Cojo la toalla con ambas manos y me agarro las tetas, para secar el bikini. Comienzo a frotar y cuando retiro la toalla, con el bikini ya casi seco, me miro el pecho, viendo que mis pezones se marcan mucho.

Vuelvo a mirarlo y noto que él no ha retirado su mirada, pero cuando se da cuenta que le miro, se hace un poco el loco, disimulando que me ha visto.

Sonriendo por dentro, decido que es suficiente, ha sido divertido.

Termino de recoger mis cosas, me pongo la toalla bajo la cintura, llevo el champú en una mano y la mochila sobre el hombro.

Me dirijo a los vestuarios sin volver a mirarlo siquiera.

La ducha del fondo, como es habitual, está ocupada, pero prefiero esperar que meterme en una de las viejas o las que huelen mal.

Por fin, una mujer sale, desnuda, y me deja paso cuando la mayoría ya está saliendo del recinto.

Encajo la puerta del cubículo, dejo el champú en el suelo y abro la manilla del grifo, para que salga un chorro templado a media presión.

Sigo con el bikini puesto, prefiero dejarlo así normalmente.

Cuando me echo champú en las manos, pienso en cerrar el agua mientras me lo pongo en la cabeza, pero el agua está en su punto y opto por disfrutar de la presión del chorro en mi pecho, a la vez que enjabono mi pelo.

El olor del champú inunda el ambiente cuando noto un rayo de claridad que aparece y se desvanece en el vestuario.

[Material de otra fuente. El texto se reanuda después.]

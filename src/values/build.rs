//! The recursive, type-directed value builder.
//!
//! `build_value` walks a raw host value against a data type, resolving
//! one `TYPE_REFERENCE` indirection at a time, and produces the matching
//! [`ValueSpec`] tree. Range and enum-table violations and malformed
//! record shapes are fatal; array length mismatches are repaired
//! (zero-pad or truncate) and reported on the warning channel.

use rustc_hash::FxHashSet;
use smol_str::SmolStr;

use crate::model::error::{ModelError, ModelWarning, ReferenceError, ValidationError};
use crate::model::node::{ElementData, Node, NodeId};
use crate::model::workspace::Workspace;
use crate::values::{NumberValue, RawValue, ValueSpec};

impl Workspace {
    /// Build a typed value tree from a raw host value against `data_type`.
    pub fn build_value(
        &mut self,
        data_type: NodeId,
        raw: &RawValue,
        label: Option<&str>,
    ) -> Result<ValueSpec, ModelError> {
        let mut alias_chain = FxHashSet::default();
        self.build_value_inner(data_type, raw, label, &mut alias_chain)
    }

    /// Create a constant under `package` by building `raw` against the
    /// data type referenced by `type_ref`.
    pub fn create_constant(
        &mut self,
        package: NodeId,
        name: &str,
        type_ref: &str,
        raw: &RawValue,
    ) -> Result<NodeId, ModelError> {
        self.expect_package(package)?;
        let data_type = self.resolve_data_type(type_ref)?;
        let value = self.build_value(data_type, raw, Some(name))?;
        let node = Node::new(
            name,
            ElementData::Constant(crate::model::datatypes::ConstantData { value }),
        );
        self.append_element(package, node)
    }

    fn build_value_inner(
        &mut self,
        data_type: NodeId,
        raw: &RawValue,
        label: Option<&str>,
        alias_chain: &mut FxHashSet<NodeId>,
    ) -> Result<ValueSpec, ModelError> {
        let type_path = self.path_of(data_type).to_string();
        let data = self.get(data_type)?.data().clone();
        let label = label.map(SmolStr::new);

        match data {
            ElementData::TypeAlias(alias) => {
                if !alias_chain.insert(data_type) {
                    return Err(ValidationError::TypeReferenceCycle {
                        data_type: type_path,
                    }
                    .into());
                }
                let target = self.resolve_data_type(alias.referenced_type_ref.as_str())?;
                self.build_value_inner(target, raw, label.as_deref(), alias_chain)
            }

            ElementData::IntegerType(int_type) => {
                let table = match &int_type.compu_method_ref {
                    Some(path) => {
                        let id = self.resolve(path.as_str())?;
                        match self.get(id)?.data() {
                            ElementData::CompuMethod(cm) => Some(cm.clone()),
                            other => {
                                return Err(ReferenceError::WrongKind {
                                    path: path.to_string(),
                                    expected: "CompuMethod",
                                    actual: other.kind_name(),
                                }
                                .into());
                            }
                        }
                    }
                    None => None,
                };
                let (mut lower, mut upper) = (int_type.lower_limit, int_type.upper_limit);
                if let Some(path) = &int_type.data_constraint_ref {
                    let id = self.resolve(path.as_str())?;
                    match self.get(id)?.data() {
                        ElementData::DataConstraint(dc) => {
                            lower = dc.lower_limit;
                            upper = dc.upper_limit;
                        }
                        other => {
                            return Err(ReferenceError::WrongKind {
                                path: path.to_string(),
                                expected: "DataConstraint",
                                actual: other.kind_name(),
                            }
                            .into());
                        }
                    }
                }

                let numeral = match raw {
                    RawValue::Int(v) => Some(*v),
                    RawValue::Bool(b) => Some(i64::from(*b)),
                    RawValue::Float(f) if f.fract() == 0.0 => Some(*f as i64),
                    _ => None,
                };
                match (numeral, raw) {
                    (Some(v), _) => match &table {
                        Some(cm) => match cm.symbol_for(v) {
                            Some(symbol) => Ok(ValueSpec::Text {
                                label,
                                value: SmolStr::new(symbol),
                            }),
                            None => Err(ValidationError::NotInEnumTable {
                                data_type: type_path,
                                given: v.to_string(),
                            }
                            .into()),
                        },
                        None => {
                            if v < lower || v > upper {
                                return Err(ValidationError::OutOfRange {
                                    data_type: type_path,
                                    value: v.to_string(),
                                    lower: lower.to_string(),
                                    upper: upper.to_string(),
                                }
                                .into());
                            }
                            Ok(ValueSpec::Numerical {
                                label,
                                value: NumberValue::Int(v),
                            })
                        }
                    },
                    (None, RawValue::Text(symbol)) => match &table {
                        Some(cm) if cm.has_symbol(symbol) => Ok(ValueSpec::Text {
                            label,
                            value: symbol.clone(),
                        }),
                        Some(_) => Err(ValidationError::NotInEnumTable {
                            data_type: type_path,
                            given: symbol.to_string(),
                        }
                        .into()),
                        None => Err(ValidationError::RawShapeMismatch {
                            data_type: type_path,
                            expected: "numerical",
                            got: raw.shape_name(),
                        }
                        .into()),
                    },
                    _ => Err(ValidationError::RawShapeMismatch {
                        data_type: type_path,
                        expected: "numerical",
                        got: raw.shape_name(),
                    }
                    .into()),
                }
            }

            ElementData::RealType(real_type) => {
                let value = match raw {
                    RawValue::Int(v) => *v as f64,
                    RawValue::Float(f) => *f,
                    _ => {
                        return Err(ValidationError::RawShapeMismatch {
                            data_type: type_path,
                            expected: "numerical",
                            got: raw.shape_name(),
                        }
                        .into());
                    }
                };
                let below = real_type.lower_limit.is_some_and(|lo| value < lo);
                let above = real_type.upper_limit.is_some_and(|hi| value > hi);
                if below || above {
                    return Err(ValidationError::OutOfRange {
                        data_type: type_path,
                        value: value.to_string(),
                        lower: real_type
                            .lower_limit
                            .map(|v| v.to_string())
                            .unwrap_or_else(|| "-inf".into()),
                        upper: real_type
                            .upper_limit
                            .map(|v| v.to_string())
                            .unwrap_or_else(|| "inf".into()),
                    }
                    .into());
                }
                Ok(ValueSpec::Numerical {
                    label,
                    value: NumberValue::Float(value),
                })
            }

            ElementData::BooleanType => {
                let value = match raw {
                    RawValue::Bool(b) => i64::from(*b),
                    RawValue::Int(v @ (0 | 1)) => *v,
                    _ => {
                        return Err(ValidationError::RawShapeMismatch {
                            data_type: type_path,
                            expected: "boolean",
                            got: raw.shape_name(),
                        }
                        .into());
                    }
                };
                Ok(ValueSpec::Numerical {
                    label,
                    value: NumberValue::Int(value),
                })
            }

            ElementData::StringType(_) => match raw {
                RawValue::Text(text) => Ok(ValueSpec::Text {
                    label,
                    value: text.clone(),
                }),
                _ => Err(ValidationError::RawShapeMismatch {
                    data_type: type_path,
                    expected: "text",
                    got: raw.shape_name(),
                }
                .into()),
            },

            ElementData::RecordType(record) => {
                let RawValue::Map(entries) = raw else {
                    return Err(ValidationError::RawShapeMismatch {
                        data_type: type_path,
                        expected: "mapping",
                        got: raw.shape_name(),
                    }
                    .into());
                };
                for member in &record.members {
                    if !entries.iter().any(|(k, _)| *k == member.name) {
                        return Err(ValidationError::MissingRecordMember {
                            data_type: type_path,
                            member: member.name.clone(),
                        }
                        .into());
                    }
                }
                let extras: Vec<&str> = entries
                    .iter()
                    .map(|(k, _)| k.as_str())
                    .filter(|k| !record.members.iter().any(|m| m.name == *k))
                    .collect();
                if !extras.is_empty() {
                    return Err(ValidationError::UnexpectedRecordMembers {
                        data_type: type_path,
                        members: extras.join(", "),
                    }
                    .into());
                }
                let mut fields = Vec::with_capacity(record.members.len());
                for member in &record.members {
                    let member_raw = entries
                        .iter()
                        .find(|(k, _)| *k == member.name)
                        .map(|(_, v)| v.clone())
                        .ok_or_else(|| ValidationError::MissingRecordMember {
                            data_type: type_path.clone(),
                            member: member.name.clone(),
                        })?;
                    let member_type = self.resolve_data_type(member.type_ref.as_str())?;
                    let field =
                        self.build_value(member_type, &member_raw, Some(member.name.as_str()))?;
                    fields.push(field);
                }
                Ok(ValueSpec::Record { label, fields })
            }

            ElementData::ArrayType(array) => {
                let element_type = self.resolve_data_type(array.element_type_ref.as_str())?;
                let items: Vec<RawValue> = match raw {
                    RawValue::Seq(items) => items.clone(),
                    RawValue::Text(text) => self.explode_text(element_type, text)?,
                    _ => {
                        return Err(ValidationError::RawShapeMismatch {
                            data_type: type_path,
                            expected: "sequence",
                            got: raw.shape_name(),
                        }
                        .into());
                    }
                };
                let declared = array.length as usize;
                let mut items = items;
                if items.len() != declared {
                    self.warn(ModelWarning::ArrayLengthMismatch {
                        data_type: type_path.clone(),
                        expected: array.length,
                        actual: items.len(),
                    });
                    if items.len() < declared {
                        items.resize(declared, RawValue::Int(0));
                    } else {
                        items.truncate(declared);
                    }
                }
                let mut elements = Vec::with_capacity(items.len());
                for item in &items {
                    elements.push(self.build_value(element_type, item, None)?);
                }
                Ok(ValueSpec::Array { label, elements })
            }

            other => Err(ReferenceError::WrongKind {
                path: type_path,
                expected: "data type",
                actual: other.kind_name(),
            }
            .into()),
        }
    }

    /// Explode a string into per-character raw values: character codes
    /// when the (alias-resolved) element type is numeric, one-character
    /// texts otherwise.
    fn explode_text(
        &self,
        element_type: NodeId,
        text: &str,
    ) -> Result<Vec<RawValue>, ModelError> {
        let resolved = self.strip_aliases(element_type)?;
        let numeric = matches!(
            self.get(resolved)?.data(),
            ElementData::IntegerType(_) | ElementData::RealType(_) | ElementData::BooleanType
        );
        Ok(text
            .chars()
            .map(|c| {
                if numeric {
                    RawValue::Int(c as i64)
                } else {
                    RawValue::Text(SmolStr::new(c.to_string()))
                }
            })
            .collect())
    }

    /// Follow `TYPE_REFERENCE` indirections to the underlying type.
    pub(crate) fn strip_aliases(&self, data_type: NodeId) -> Result<NodeId, ModelError> {
        let mut visited = FxHashSet::default();
        let mut current = data_type;
        loop {
            if !visited.insert(current) {
                return Err(ValidationError::TypeReferenceCycle {
                    data_type: self.path_of(data_type).to_string(),
                }
                .into());
            }
            match self.get(current)?.data() {
                ElementData::TypeAlias(alias) => {
                    current = self.resolve_data_type(alias.referenced_type_ref.as_str())?;
                }
                _ => return Ok(current),
            }
        }
    }
}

Alguien debe haber entrado. Me doy la vuelta justo cuando la puerta de mi ducha se abre y sorprendida, le veo a él, cara a cara conmigo.

- ¿Qué haces aquí? ¡¿Te has vuelto loco?!

- He venido a verte.

Lo dice con media sonrisa, amable y nervioso al mismo tiempo. Me desarma esa actitud y no sé cómo responder.

Miro alrededor por instinto, como si la que no debiese estar ahí fuese yo.

- Tranquila, ya se han ido todos. Sigue, por favor.

- ¿Que siga con qué?

- Con la ducha. Pensaba que estarías desnuda, pero así también estás deslumbrante.

Noto una mezcla de sensaciones antes de poder distinguirlas por completo: vergüenza, incredulidad, nerviosismo, pero también deseo, curiosidad, y sobre todo, poder.

Como él sigue mirando desde la puerta, relajo mi cuerpo, cierro los ojos y meto la cabeza bajo el chorro de la ducha, con el cuello hacia atrás.

El champú sigue bajando por mi pelo, llenando todo mi cuerpo de espuma.

Llevo las manos a mi cabeza y comienzo a aclararla, sabiendo que mientras él estará saboreando cada centímetro de mí.

Bajo las manos y sin poder reprimir una sonrisa, vuelvo a agarrarme las tetas.

Aparto la cabeza un poco para poder verlo; no me quita ojo en cada movimiento y decido dar un paso más bajando mis manos hasta llegar al bikini inferior.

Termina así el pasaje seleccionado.